→ AIM OF THE TASK
How many lines in the entries below contain the word "facts"? Answer with the number and nothing else.

Data records:
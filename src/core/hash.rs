//! Content hashing for binary integrity checks.
//!
//! Hashes are SHA-256, hex-encoded. The "short hash" carried across the
//! process boundary in [`crate::core::ENV_SHORT_BIN_HASH`] is the LAST 8
//! hex characters of the full digest - enough to catch launch/binary
//! mismatches, not a security boundary (the hash is visible in the
//! environment).

use anyhow::{Context, Result};
use sha2::{Digest, Sha256};
use std::path::Path;
use tokio::io::AsyncReadExt;

/// Number of hex characters in a short hash.
pub const SHORT_HASH_LEN: usize = 8;

/// Read buffer size for streaming hashes (1 MiB).
const HASH_CHUNK_SIZE: usize = 1024 * 1024;

/// Compute the hex-encoded SHA-256 digest of a file, streaming in chunks
/// so multi-hundred-megabyte binaries never land in memory whole.
pub async fn hash_file(path: &Path) -> Result<String> {
    let mut file = tokio::fs::File::open(path)
        .await
        .with_context(|| format!("failed to open {} for hashing", path.display()))?;

    let mut hasher = Sha256::new();
    let mut buf = vec![0u8; HASH_CHUNK_SIZE];
    loop {
        let n = file
            .read(&mut buf)
            .await
            .with_context(|| format!("failed to read {} while hashing", path.display()))?;
        if n == 0 {
            break;
        }
        hasher.update(&buf[..n]);
    }

    Ok(hex::encode(hasher.finalize()))
}

/// Hex-encoded SHA-256 of an in-memory byte slice.
pub fn hash_bytes(bytes: &[u8]) -> String {
    hex::encode(Sha256::digest(bytes))
}

/// The last [`SHORT_HASH_LEN`] characters of a full hex digest.
///
/// Digests shorter than that are returned unchanged.
pub fn short_hash(full: &str) -> &str {
    let start = full.len().saturating_sub(SHORT_HASH_LEN);
    &full[start..]
}
//! Closure-backed fetcher for tests and bespoke release sources.

use super::{AssetInfo, AssetReader, Fetched, Fetcher, UsedCallback};
use anyhow::{Result, bail};
use async_trait::async_trait;
use futures::future::BoxFuture;
use std::fmt;
use std::sync::{Arc, RwLock};
use tracing::debug;

/// What the wrapped closure produces: release metadata and, when the
/// caller asked for the file, its bytes.
pub type FuncResult = Result<Option<(AssetInfo, Option<AssetReader>)>>;

type FetchFn = Box<dyn FnMut(bool) -> BoxFuture<'static, FuncResult> + Send + Sync>;

/// A [`Fetcher`] that delegates feed access to an async closure while the
/// crate supplies the version gate and used-callback bookkeeping.
///
/// The closure receives `include_file` and returns the newest release it
/// knows about (or `None`). Its result is still gated by strict
/// semantic-version comparison against the fetcher's current version, so
/// a closure that always reports the same release goes quiet once that
/// release has been adopted.
///
/// # Examples
///
/// ```rust,no_run
/// use overseer::fetcher::func::FuncFetcher;
///
/// let fetcher = FuncFetcher::new("nightly", "v1.0.0", |include_file| async move {
///     // consult some internal feed here
///     let _ = include_file;
///     Ok(None)
/// });
/// ```
pub struct FuncFetcher {
    name: String,
    current_version: Arc<RwLock<String>>,
    fetch_fn: FetchFn,
    initialized: bool,
}

impl fmt::Debug for FuncFetcher {
    fn fmt(&self, f: &mut fmt::Formatter<'_>) -> fmt::Result {
        f.debug_struct("FuncFetcher")
            .field("name", &self.name)
            .field("current_version", &self.current_version())
            .field("initialized", &self.initialized)
            .finish_non_exhaustive()
    }
}

impl FuncFetcher {
    /// Wrap an async closure as a fetcher named `name`, tracking
    /// `current_version`.
    pub fn new<F, Fut>(
        name: impl Into<String>,
        current_version: impl Into<String>,
        mut fetch: F,
    ) -> Self
    where
        F: FnMut(bool) -> Fut + Send + Sync + 'static,
        Fut: std::future::Future<Output = FuncResult> + Send + 'static,
    {
        Self {
            name: name.into(),
            current_version: Arc::new(RwLock::new(current_version.into())),
            fetch_fn: Box::new(move |include_file| Box::pin(fetch(include_file))),
            initialized: false,
        }
    }

    /// The version this fetcher currently considers installed.
    pub fn current_version(&self) -> String {
        self.current_version.read().expect("version lock poisoned").clone()
    }

    fn used_callback(&self, version: &str) -> UsedCallback {
        let slot = Arc::clone(&self.current_version);
        let version = version.to_string();
        Box::new(move || {
            debug!(version = %version, "release adopted, advancing current version");
            *slot.write().expect("version lock poisoned") = version;
        })
    }
}

#[async_trait]
impl Fetcher for FuncFetcher {
    fn init(&mut self) -> Result<()> {
        if self.initialized {
            bail!("fetcher '{}' initialized twice", self.name);
        }
        if self.name.is_empty() {
            bail!("func fetcher requires a name");
        }
        self.initialized = true;
        Ok(())
    }

    async fn fetch(&mut self, include_file: bool) -> Result<Option<Fetched>> {
        if !self.initialized {
            bail!("fetch called before init");
        }

        let Some((info, reader)) = (self.fetch_fn)(include_file).await? else {
            return Ok(None);
        };

        let current = self.current_version();
        if !super::is_newer_version(&current, &info.version) {
            debug!(
                fetcher = %self.name,
                current = %current,
                remote = %info.version,
                "no newer release"
            );
            return Ok(None);
        }

        let used = self.used_callback(&info.version);
        Ok(Some(Fetched {
            info,
            reader: if include_file { reader } else { None },
            used: Some(used),
        }))
    }

    fn name(&self) -> &str {
        &self.name
    }
}
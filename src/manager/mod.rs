//! The manager: worker lifecycle, release polling, and the
//! fetch-compare-download-replace-restart upgrade pipeline.
//!
//! # State machine
//!
//! `Running ⇄ Restarting → Destroyed`, with `Upgrading` surfaced while a
//! download is streaming. `Destroyed` is terminal. Only one upgrade may
//! be in flight: the critical section is guarded by an async mutex, and
//! a version check that cannot take the lock - or that observes anything
//! other than `Running` - skips silently rather than queueing.
//!
//! # Loops
//!
//! One polling task per configured fetcher, each on a fixed interval
//! with a per-check deadline. A fetch failure is logged and the loop
//! continues at the next tick; fetchers are independent, so one broken
//! feed never silences the others. A lightweight watcher per spawned
//! worker respawns it if it exits outside an upgrade.

pub(crate) mod proxy;

use crate::config::{NewVersionHook, PreUpgradeHook};
use crate::core::hash::{hash_file, short_hash};
use crate::core::{ENV_IS_MANAGER, ENV_IS_WORKER, ENV_SHORT_BIN_HASH, OverseerError};
use crate::fetcher::{AssetInfo, AssetReader, Fetcher, UsedCallback};
use crate::platform;
use crate::rpc::server::RpcHandler;
use crate::status::{Status, StatusKind};
use anyhow::{Context, Result, anyhow};
use async_trait::async_trait;
use proxy::WorkerProxy;
use sha2::{Digest, Sha256};
use std::collections::BTreeMap;
use std::io::Write;
use std::path::PathBuf;
use std::sync::{Arc, RwLock};
use std::time::Duration;
use tokio::io::AsyncReadExt;
use tokio::sync::watch;
use tracing::{debug, error, info, warn};

/// Copy-buffer size for streaming a downloaded binary to disk (256 KiB).
const COPY_CHUNK_SIZE: usize = 256 * 1024;

/// Poll cadence of the worker-exit watcher.
const WATCH_INTERVAL: Duration = Duration::from_millis(500);

/// Pause before respawning a worker that died outside an upgrade, so a
/// crash-looping binary cannot melt the host.
const RESPAWN_DELAY: Duration = Duration::from_secs(1);

/// The slice of [`crate::config::Config`] the manager consumes.
pub(crate) struct ManagerOptions {
    pub terminate_timeout: Duration,
    pub fetch_interval: Duration,
    pub fetch_timeout: Duration,
    pub terminate_signal: Option<i32>,
    pub pre_upgrade: Option<PreUpgradeHook>,
    pub on_new_version: Option<NewVersionHook>,
    /// `false` in same-process debug mode: no subprocess is spawned and
    /// a completed upgrade only logs that a restart is required.
    pub spawn_worker: bool,
    /// Executable under management; `None` means the current executable.
    pub binary_path: Option<PathBuf>,
}

/// Outcome of a single version check, used to build upgrade messages.
#[derive(Debug, Clone, PartialEq, Eq)]
pub(crate) enum CheckOutcome {
    /// Another check holds the critical section, or the manager is not
    /// `Running`.
    Skipped,
    /// The fetcher reported nothing newer.
    NoUpdate,
    /// A newer release exists but no platform artifact was available.
    InfoOnly(String),
    /// The downloaded bytes hash identically to the running binary.
    Identical,
    /// The executable was replaced (and the worker restarted, unless in
    /// debug mode).
    Upgraded(String),
}
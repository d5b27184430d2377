//! Windows implementation: console control events and two-step renames.
//!
//! Windows will not let a file that is currently mapped for execution be
//! overwritten, and it has no SIGTERM. Graceful shutdown is a
//! CTRL_BREAK_EVENT scoped to the worker's process group, and replacement
//! renames the running image aside before moving the new one into place.

use std::path::Path;
use tracing::debug;
use windows_sys::Win32::System::Console::{CTRL_BREAK_EVENT, GenerateConsoleCtrlEvent};
use windows_sys::Win32::System::Threading::CREATE_NEW_PROCESS_GROUP;

/// Suffix given to the displaced running image during replacement.
const OLD_BINARY_SUFFIX: &str = "old";

/// Send a CTRL_BREAK_EVENT to the worker's process group.
///
/// The worker must have been spawned with [`configure_command`] so the
/// event is delivered to its own group and not to the manager's console.
/// `signal_override` is a Unix concern and is ignored here.
pub fn send_graceful_shutdown(pid: u32, _signal_override: Option<i32>) -> std::io::Result<()> {
    debug!(pid, "sending CTRL_BREAK_EVENT to process group");
    // Safety: plain FFI call; a zero return means failure.
    let ok = unsafe { GenerateConsoleCtrlEvent(CTRL_BREAK_EVENT, pid) };
    if ok == 0 {
        return Err(std::io::Error::last_os_error());
    }
    Ok(())
}

/// Replace the executable at `dst` with the file at `new`.
///
/// The running image is locked against overwrite but not against rename,
/// so it is moved aside as `<name>.old` first. A stale `.old` from a
/// previous upgrade is removed before the swap.
pub fn replace_executable(new: &Path, dst: &Path) -> std::io::Result<()> {
    let old = dst.with_extension(OLD_BINARY_SUFFIX);
    if old.exists() {
        std::fs::remove_file(&old)?;
    }
    std::fs::rename(dst, &old)?;
    match std::fs::rename(new, dst) {
        Ok(()) => Ok(()),
        Err(e) => {
            // Put the original back so the install is never left headless.
            let _ = std::fs::rename(&old, dst);
            Err(e)
        }
    }
}

/// Spawn the worker in its own process group so console control events
/// addressed to it do not also terminate the manager.
pub fn configure_command(cmd: &mut tokio::process::Command) {
    cmd.creation_flags(CREATE_NEW_PROCESS_GROUP);
}

/// Whether a process with this pid exists.
///
/// Conservatively returns `false`: the probe only confirms the
/// post-kill state, and kills on this platform are not survivable.
pub fn process_alive(_pid: u32) -> bool {
    false
}

/// Whether this process still has its original parent.
///
/// Windows does not reparent orphans, so there is no cheap authoritative
/// answer; the worker skips the orphan check on this platform.
pub fn parent_alive() -> bool {
    true
}

/// Mirror metadata from the running binary onto its replacement.
/// Executability on Windows comes from the `.exe` extension, so there is
/// nothing to copy.
pub fn mirror_binary_metadata(_src: &Path, _dst: &Path) -> std::io::Result<()> {
    Ok(())
}
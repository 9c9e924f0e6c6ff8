//! Direct token upload endpoint.

use crate::AppState;
use crate::identity::extract_bearer;
use crate::tokenstorage::Token;
use axum::{
    body::Bytes,
    extract::{Path, State},
    http::{HeaderMap, StatusCode, header},
    response::{IntoResponse, Response},
};
use utoipa_axum::{router::OpenApiRouter, routes};

/// Tag for OpenAPI documentation.
pub const TOKEN_TAG: &str = "Token Upload";

pub fn router(state: AppState) -> OpenApiRouter {
    OpenApiRouter::new()
        .routes(routes!(upload_token))
        .with_state(state)
}

#[tracing::instrument(skip_all, fields(namespace = %namespace, name = %name))]
#[utoipa::path(
    post,
    path = "/token/{namespace}/{name}",
    params(
        ("namespace" = String, Path, description = "Namespace of the access token record"),
        ("name" = String, Path, description = "Name of the access token record")
    ),
    request_body(content = Token, content_type = "application/json"),
    tag = TOKEN_TAG,
    operation_id = "Upload Token",
    summary = "Store a token without an OAuth flow",
    security(("Authorization" = [])),
    responses(
        (status = 204, description = "Token stored"),
        (status = 400, description = "Malformed token data", body = str, content_type = "text/plain"),
        (status = 401, description = "Missing or rejected credential", body = str, content_type = "text/plain"),
        (status = 403, description = "Caller may not update the access token record", body = str, content_type = "text/plain"),
        (status = 404, description = "Access token record not found", body = str, content_type = "text/plain"),
        (status = 409, description = "Access token record modified concurrently", body = str, content_type = "text/plain"),
        (status = 500, description = "Internal server error", body = str, content_type = "text/plain")
    )
)]
async fn upload_token(
    Path((namespace, name)): Path<(String, String)>,
    State(state): State<AppState>,
    headers: HeaderMap,
    body: Bytes,
) -> Response {
    let credential = extract_bearer(
        headers
            .get(header::AUTHORIZATION)
            .and_then(|v| v.to_str().ok()),
    );
    match state
        .uploader
        .handle(credential, &namespace, &name, &body)
        .await
    {
        Ok(()) => StatusCode::NO_CONTENT.into_response(),
        Err(e) => e.into_response(),
    }
}
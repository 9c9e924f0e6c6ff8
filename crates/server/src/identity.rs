//! Caller identity and its resolution against the cluster.
//!
//! Deciding who a credential belongs to is delegated to the cluster's own
//! authentication subsystem through the [`Authenticator`] trait. The broker only
//! captures the raw credential and the resulting identity facts so the Callback leg
//! can compare them with the Authenticate leg.

use crate::config::{ConfigError, KubernetesConfig};
use crate::error::AuthenticationError;
use crate::records::ObjectKey;
use async_trait::async_trait;
use serde::de::DeserializeOwned;
use serde::{Deserialize, Serialize};
use serde_json::json;
use std::collections::{BTreeMap, BTreeSet};

/// Identity facts of whoever presented a credential.
#[derive(Clone, Debug, Default, PartialEq, Eq, Serialize, Deserialize)]
pub struct CallerIdentity {
    pub username: String,
    #[serde(default)]
    pub uid: String,
    #[serde(default)]
    pub groups: Vec<String>,
    #[serde(default)]
    pub extra: BTreeMap<String, Vec<String>>,
}

impl CallerIdentity {
    /// Compare two identities ignoring the order of groups and of extra attribute values.
    pub fn matches(&self, other: &CallerIdentity) -> bool {
        if self.username != other.username || self.uid != other.uid {
            return false;
        }
        if as_set(&self.groups) != as_set(&other.groups) {
            return false;
        }
        if !self.extra.keys().eq(other.extra.keys()) {
            return false;
        }
        self.extra
            .iter()
            .zip(other.extra.values())
            .all(|((_, a), b)| as_set(a) == as_set(b))
    }
}

fn as_set(values: &[String]) -> BTreeSet<&str> {
    values.iter().map(String::as_str).collect()
}

/// Strip the `Bearer` scheme, matched case-insensitively, from an `Authorization` header value.
pub fn extract_bearer(header: Option<&str>) -> Option<&str> {
    let (scheme, credential) = header?.trim_start().split_once(' ')?;
    let credential = credential.trim();
    (scheme.eq_ignore_ascii_case("bearer") && !credential.is_empty()).then_some(credential)
}

/// Resolves a raw bearer credential to the identity the cluster associates with it,
/// and asks the cluster what that identity may do with access token records.
#[async_trait]
pub trait Authenticator: Send + Sync {
    async fn authenticate(&self, credential: &str) -> Result<CallerIdentity, AuthenticationError>;

    /// Whether `identity` may perform `verb` on the access token record `owner`.
    async fn authorize(
        &self,
        identity: &CallerIdentity,
        verb: &str,
        owner: &ObjectKey,
    ) -> Result<bool, AuthenticationError>;
}

/// Authenticator backed by the Kubernetes `TokenReview` and `SubjectAccessReview` APIs.
pub struct TokenReviewAuthenticator {
    client: reqwest::Client,
    api_server: String,
    bearer: Option<String>,
    audiences: Vec<String>,
}

const TOKEN_REVIEW_PATH: &str = "/apis/authentication.k8s.io/v1/tokenreviews";
const ACCESS_REVIEW_PATH: &str = "/apis/authorization.k8s.io/v1/subjectaccessreviews";
const ACCESS_TOKEN_GROUP: &str = "appstudio.redhat.com";
const ACCESS_TOKEN_RESOURCE: &str = "spiaccesstokens";

#[derive(Deserialize)]
struct TokenReview {
    #[serde(default)]
    status: TokenReviewStatus,
}

#[derive(Default, Deserialize)]
struct TokenReviewStatus {
    #[serde(default)]
    authenticated: bool,
    #[serde(default)]
    user: Option<CallerIdentity>,
    #[serde(default)]
    error: Option<String>,
}

#[derive(Deserialize)]
struct AccessReview {
    #[serde(default)]
    status: AccessReviewStatus,
}

#[derive(Default, Deserialize)]
struct AccessReviewStatus {
    #[serde(default)]
    allowed: bool,
    #[serde(default)]
    reason: Option<String>,
}

impl TokenReviewAuthenticator {
    pub fn new(
        client: reqwest::Client,
        api_server: impl Into<String>,
        bearer: Option<String>,
        audiences: Vec<String>,
    ) -> Self {
        Self {
            client,
            api_server: api_server.into(),
            bearer,
            audiences,
        }
    }

    pub fn from_config(config: &KubernetesConfig) -> Result<Self, ConfigError> {
        let client = reqwest::Client::builder()
            .danger_accept_invalid_certs(config.accept_invalid_certs)
            .build()
            .map_err(|e| ConfigError::Validation(format!("kubernetes client: {e}")))?;
        Ok(Self::new(
            client,
            config.api_server.clone(),
            config.bearer_token()?,
            config.audiences.clone(),
        ))
    }

    /// POST a review object to the API server and decode the answered review.
    async fn review<T: DeserializeOwned>(
        &self,
        path: &str,
        body: &serde_json::Value,
    ) -> Result<T, AuthenticationError> {
        let url = format!("{}{path}", self.api_server.trim_end_matches('/'));
        let mut request = self.client.post(url).json(body);
        if let Some(bearer) = &self.bearer {
            request = request.bearer_auth(bearer);
        }

        let response = request
            .send()
            .await
            .map_err(|e| AuthenticationError::Backend(e.to_string()))?;
        let status = response.status();
        if !status.is_success() {
            return Err(AuthenticationError::Backend(format!(
                "{path} returned HTTP {status}"
            )));
        }
        response
            .json()
            .await
            .map_err(|e| AuthenticationError::Backend(e.to_string()))
    }
}

#[async_trait]
impl Authenticator for TokenReviewAuthenticator {
    async fn authenticate(&self, credential: &str) -> Result<CallerIdentity, AuthenticationError> {
        let mut spec = json!({ "token": credential });
        if !self.audiences.is_empty() {
            spec["audiences"] = json!(self.audiences);
        }
        let body = json!({
            "apiVersion": "authentication.k8s.io/v1",
            "kind": "TokenReview",
            "spec": spec,
        });

        let review: TokenReview = self.review(TOKEN_REVIEW_PATH, &body).await?;
        match review.status {
            TokenReviewStatus {
                authenticated: true,
                user: Some(user),
                ..
            } => Ok(user),
            TokenReviewStatus { error, .. } => {
                tracing::debug!(error = ?error, "token review did not authenticate the credential");
                Err(AuthenticationError::Rejected)
            }
        }
    }

    async fn authorize(
        &self,
        identity: &CallerIdentity,
        verb: &str,
        owner: &ObjectKey,
    ) -> Result<bool, AuthenticationError> {
        let body = json!({
            "apiVersion": "authorization.k8s.io/v1",
            "kind": "SubjectAccessReview",
            "spec": {
                "user": identity.username,
                "uid": identity.uid,
                "groups": identity.groups,
                "extra": identity.extra,
                "resourceAttributes": {
                    "namespace": owner.namespace,
                    "name": owner.name,
                    "verb": verb,
                    "group": ACCESS_TOKEN_GROUP,
                    "resource": ACCESS_TOKEN_RESOURCE,
                },
            },
        });

        let review: AccessReview = self.review(ACCESS_REVIEW_PATH, &body).await?;
        if !review.status.allowed {
            tracing::debug!(
                user = %identity.username,
                owner = %owner,
                verb,
                reason = ?review.status.reason,
                "access review denied"
            );
        }
        Ok(review.status.allowed)
    }
}

#[cfg(test)]
mod tests {
    use super::*;

    fn identity(groups: &[&str], extra: &[(&str, &[&str])]) -> CallerIdentity {
        CallerIdentity {
            username: "system:serviceaccount:ns:default".into(),
            uid: "1234".into(),
            groups: groups.iter().map(|g| g.to_string()).collect(),
            extra: extra
                .iter()
                .map(|(k, v)| (k.to_string(), v.iter().map(|s| s.to_string()).collect()))
                .collect(),
        }
    }

    #[test]
    fn group_and_extra_order_is_ignored() {
        let a = identity(&["a", "b"], &[("scopes", &["x", "y"])]);
        let b = identity(&["b", "a"], &[("scopes", &["y", "x"])]);
        assert!(a.matches(&b));
    }

    #[test]
    fn differing_uid_does_not_match() {
        let a = identity(&["a"], &[]);
        let mut b = a.clone();
        b.uid = "other".into();
        assert!(!a.matches(&b));
    }

    #[test]
    fn extra_key_on_one_side_does_not_match() {
        let a = identity(&["a"], &[]);
        let b = identity(&["a"], &[("scopes", &["x"])]);
        assert!(!a.matches(&b));
        assert!(!b.matches(&a));
    }

    #[test]
    fn bearer_extraction() {
        assert_eq!(extract_bearer(Some("Bearer abc")), Some("abc"));
        assert_eq!(extract_bearer(Some("Basic abc")), None);
        assert_eq!(extract_bearer(Some("Bearer ")), None);
        assert_eq!(extract_bearer(Some("bearer abc")), Some("abc"));
        assert_eq!(extract_bearer(Some("BEARER  abc ")), Some("abc"));
        assert_eq!(extract_bearer(Some("Bearerabc")), None);
        assert_eq!(extract_bearer(None), None);
    }
}
//! Tests for the probe, landing page and documentation endpoints.

mod common;

use common::test_env;
use wiremock::MockServer;

#[tokio::test]
async fn test_health_and_ready() {
    let provider = MockServer::start().await;
    let env = test_env(&provider.uri(), true).await;

    for path in ["/health", "/ready"] {
        let response = env.server.get(path).await;
        response.assert_status_ok();
        response.assert_text("ok");
    }
}

#[tokio::test]
async fn test_landing_pages() {
    let provider = MockServer::start().await;
    let env = test_env(&provider.uri(), true).await;

    env.server.get("/callback_success").await.assert_status_ok();
    env.server.get("/callback_error").await.assert_status_ok();
}

#[tokio::test]
async fn test_api_docs_are_served() {
    let provider = MockServer::start().await;
    let env = test_env(&provider.uri(), true).await;

    let response = env.server.get("/api-docs").await;
    response.assert_status_ok();
    assert!(response.text().contains("SPI OAuth Service"));
}

#[tokio::test]
async fn test_unknown_route_is_not_found() {
    let provider = MockServer::start().await;
    let env = test_env(&provider.uri(), true).await;

    env.server.get("/nonexistent/route/here/x").await.assert_status_not_found();
}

→ OUTPUT OF THE EXERCISE
2